## Task to complete
Make a tally of the lines in the records that include the string "calls", and give only that number.
Working data START
//! State machine that turns raw terminal bytes into key events.
//!
//! Bytes can arrive split at any point, so partial escape sequences and
//! partial UTF-8 characters are buffered between calls to [`KeyParser::feed`].
//! A lone ESC is ambiguous until the next byte arrives; the terminal backend
//! calls [`KeyParser::flush`] when no byte follows within its timeout.

use linekit_core::{Key, KeyEvent};

/// Longest escape sequence kept before giving up on it.
const MAX_SEQUENCE_LEN: usize = 32;

const ESC: u8 = 0x1b;
const PASTE_START: &[u8] = b"\x1b[200~";
const PASTE_END: &[u8] = b"\x1b[201~";

/// Parser state for the byte currently being decoded.
#[derive(Debug, Clone, Copy, PartialEq, Eq)]
pub enum ParserState {
    /// Plain input: printable text, control bytes and UTF-8.
    Normal,
    /// Saw ESC.
    EscapeSequence,
    /// Saw `ESC [`.
    CsiSequence,
    /// Saw `ESC O`.
    Ss3Sequence,
    /// Between `ESC [ 200 ~` and `ESC [ 201 ~`.
    BracketedPaste,
}

pub struct KeyParser {
    state: ParserState,
    /// Bytes of the escape sequence in progress.
    buffer: Vec<u8>,
    /// Bytes of a multi-byte UTF-8 character in progress.
    utf8: Vec<u8>,
    utf8_len: usize,
    paste_buffer: Vec<u8>,
}

impl KeyParser {
    pub fn new() -> Self {
        Self {
            state: ParserState::Normal,
            buffer: Vec::new(),
            utf8: Vec::new(),
            utf8_len: 0,
            paste_buffer: Vec::new(),
        }
    }

    pub fn state(&self) -> ParserState {
        self.state
    }

    /// Whether an escape sequence or UTF-8 character is waiting for more
    /// bytes. A paste in progress waits for its end marker however long it
    /// takes, so it does not count.
    pub fn has_pending(&self) -> bool {
        !matches!(self.state, ParserState::Normal | ParserState::BracketedPaste)
            || !self.utf8.is_empty()
    }

    /// Decode `data`, returning every key it completes.
    pub fn feed(&mut self, data: &[u8]) -> Vec<KeyEvent> {
        let mut events = Vec::new();
        for &byte in data {
            match self.state {
                ParserState::Normal => self.handle_normal_byte(byte, &mut events),
                ParserState::EscapeSequence => self.handle_escape_byte(byte, &mut events),
                ParserState::CsiSequence => self.handle_csi_byte(byte, &mut events),
                ParserState::Ss3Sequence => self.handle_ss3_byte(byte, &mut events),
                ParserState::BracketedPaste => self.handle_paste_byte(byte, &mut events),
            }
        }
        events
    }

    /// Give up waiting for the rest of a sequence.
    ///
    /// A pending lone ESC becomes the Escape key; a cut-off sequence becomes
    /// Escape followed by its remaining bytes as ordinary input.
    pub fn flush(&mut self) -> Vec<KeyEvent> {
        let mut events = Vec::new();

        match self.state {
            ParserState::Normal => {}
            ParserState::BracketedPaste => {
                let mut content = std::mem::take(&mut self.paste_buffer);
                content.extend_from_slice(&self.buffer);
                events.push(paste_event(content));
            }
            _ => {
                let rest = self.buffer.split_off(1);
                events.push(KeyEvent::simple(Key::Escape, vec![ESC]));
                self.reset();
                for byte in rest {
                    self.handle_normal_byte(byte, &mut events);
                }
            }
        }

        if !self.utf8.is_empty() {
            let bytes = std::mem::take(&mut self.utf8);
            events.push(KeyEvent::simple(Key::NotDefined, bytes));
        }

        self.reset();
        events
    }

    pub fn reset(&mut self) {
        self.state = ParserState::Normal;
        self.buffer.clear();
        self.utf8.clear();
        self.utf8_len = 0;
        self.paste_buffer.clear();
    }

    fn handle_normal_byte(&mut self, byte: u8, events: &mut Vec<KeyEvent>) {
        if !self.utf8.is_empty() {
            self.handle_utf8_byte(byte, events);
            return;
        }

        match byte {
            ESC => {
                self.buffer.push(byte);
                self.state = ParserState::EscapeSequence;
            }
            0x00..=0x1f | 0x7f => {
                let key = Key::from_control_byte(byte).unwrap_or(Key::NotDefined);
                events.push(KeyEvent::simple(key, vec![byte]));
            }
            0x20..=0x7e => events.push(KeyEvent::char(byte as char)),
            _ => match utf8_length(byte) {
                Some(len) => {
                    self.utf8.push(byte);
                    self.utf8_len = len;
                }
                None => events.push(KeyEvent::simple(Key::NotDefined, vec![byte])),
            },
        }
    }

    fn handle_utf8_byte(&mut self, byte: u8, events: &mut Vec<KeyEvent>) {
        if byte & 0xc0 != 0x80 {
            // Truncated character: report it and decode this byte afresh.
            let bytes = std::mem::take(&mut self.utf8);
            events.push(KeyEvent::simple(Key::NotDefined, bytes));
            self.handle_normal_byte(byte, events);
            return;
        }

        self.utf8.push(byte);
        if self.utf8.len() < self.utf8_len {
            return;
        }

        let bytes = std::mem::take(&mut self.utf8);
        match std::str::from_utf8(&bytes).ok().and_then(|s| s.chars().next()) {
            Some(ch) => events.push(KeyEvent::char(ch)),
            None => events.push(KeyEvent::simple(Key::NotDefined, bytes)),
        }
    }

    fn handle_escape_byte(&mut self, byte: u8, events: &mut Vec<KeyEvent>) {
        match byte {
            b'[' => {
                self.buffer.push(byte);
                self.state = ParserState::CsiSequence;
            }
            b'O' => {
                self.buffer.push(byte);
                self.state = ParserState::Ss3Sequence;
            }
            b'f' | b'F' => self.emit(Key::MetaF, byte, events),
            b'b' | b'B' => self.emit(Key::MetaB, byte, events),
            ESC => {
                // ESC ESC: the first one stands alone.
                events.push(KeyEvent::simple(Key::Escape, vec![ESC]));
            }
            _ => {
                events.push(KeyEvent::simple(Key::Escape, vec![ESC]));
                self.reset_to_normal();
                self.handle_normal_byte(byte, events);
            }
        }
    }

    fn handle_csi_byte(&mut self, byte: u8, events: &mut Vec<KeyEvent>) {
        self.buffer.push(byte);

        if self.buffer == PASTE_START {
            self.buffer.clear();
            self.state = ParserState::BracketedPaste;
            return;
        }

        match byte {
            // Parameter and intermediate bytes.
            0x20..=0x3f => {
                if self.buffer.len() > MAX_SEQUENCE_LEN {
                    events.push(KeyEvent::simple(Key::NotDefined, self.buffer.clone()));
                    self.reset_to_normal();
                }
            }
            0x40..=0x7e => {
                let params = &self.buffer[2..self.buffer.len() - 1];
                let key = csi_key(params, byte);
                events.push(KeyEvent::simple(key, self.buffer.clone()));
                self.reset_to_normal();
            }
            _ => {
                // Not a CSI sequence after all: ESC and '[' were plain input.
                let rest = self.buffer.split_off(2);
                events.push(KeyEvent::simple(Key::Escape, vec![ESC]));
                events.push(KeyEvent::char('['));
                self.reset_to_normal();
                for byte in rest {
                    self.handle_normal_byte(byte, events);
                }
            }
        }
    }

    fn handle_ss3_byte(&mut self, byte: u8, events: &mut Vec<KeyEvent>) {
        self.buffer.push(byte);
        let key = match byte {
            b'A' => Key::Up,
            b'B' => Key::Down,
            b'C' => Key::Right,
            b'D' => Key::Left,
            b'H' => Key::Home,
            b'F' => Key::End,
            _ => Key::NotDefined,
        };
        events.push(KeyEvent::simple(key, self.buffer.clone()));
        self.reset_to_normal();
    }

    fn handle_paste_byte(&mut self, byte: u8, events: &mut Vec<KeyEvent>) {
        self.buffer.push(byte);

        if self.buffer.ends_with(PASTE_END) {
            let end = self.buffer.len() - PASTE_END.len();
            self.paste_buffer.extend_from_slice(&self.buffer[..end]);
            let content = std::mem::take(&mut self.paste_buffer);
            events.push(paste_event(content));
            self.reset_to_normal();
        } else if self.buffer.len() >= PASTE_END.len() {
            // Keep only what could still be the start of the end marker.
            let keep = PASTE_END.len() - 1;
            let moved = self.buffer.len() - keep;
            self.paste_buffer.extend_from_slice(&self.buffer[..moved]);
            self.buffer.drain(..moved);
        }
    }

    fn emit(&mut self, key: Key, byte: u8, events: &mut Vec<KeyEvent>) {
        self.buffer.push(byte);
        events.push(KeyEvent::simple(key, self.buffer.clone()));
        self.reset_to_normal();
    }

    fn reset_to_normal(&mut self) {
        self.state = ParserState::Normal;
        self.buffer.clear();
    }
}

impl Default for KeyParser {
    fn default() -> Self {
        Self::new()
    }
}

/// Total length of a UTF-8 character from its lead byte.
fn utf8_length(lead: u8) -> Option<usize> {
    match lead {
        0xc2..=0xdf => Some(2),
        0xe0..=0xef => Some(3),
        0xf0..=0xf4 => Some(4),
        _ => None,
    }
}

fn csi_key(params: &[u8], final_byte: u8) -> Key {
    match (params, final_byte) {
        (b"", b'A') => Key::Up,
        (b"", b'B') => Key::Down,
        (b"", b'C') => Key::Right,
        (b"", b'D') => Key::Left,
        (b"" | b"1", b'H') => Key::Home,
        (b"" | b"1", b'F') => Key::End,
        (b"1;5", b'C') | (b"5", b'C') => Key::ControlRight,
        (b"1;5", b'D') | (b"5", b'D') => Key::ControlLeft,
        (b"1;3", b'C') => Key::MetaF,
        (b"1;3", b'D') => Key::MetaB,
        (b"1" | b"7", b'~') => Key::Home,
        (b"2", b'~') => Key::Insert,
        (b"3", b'~') => Key::Delete,
        (b"4" | b"8", b'~') => Key::End,
        (b"201", b'~') => Key::Ignore,
        _ => Key::NotDefined,
    }
}

fn paste_event(content: Vec<u8>) -> KeyEvent {
    let text = String::from_utf8_lossy(&content).into_owned();
    KeyEvent::with_text(Key::BracketedPaste, content, text)
}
Working data END
## Expected answer
2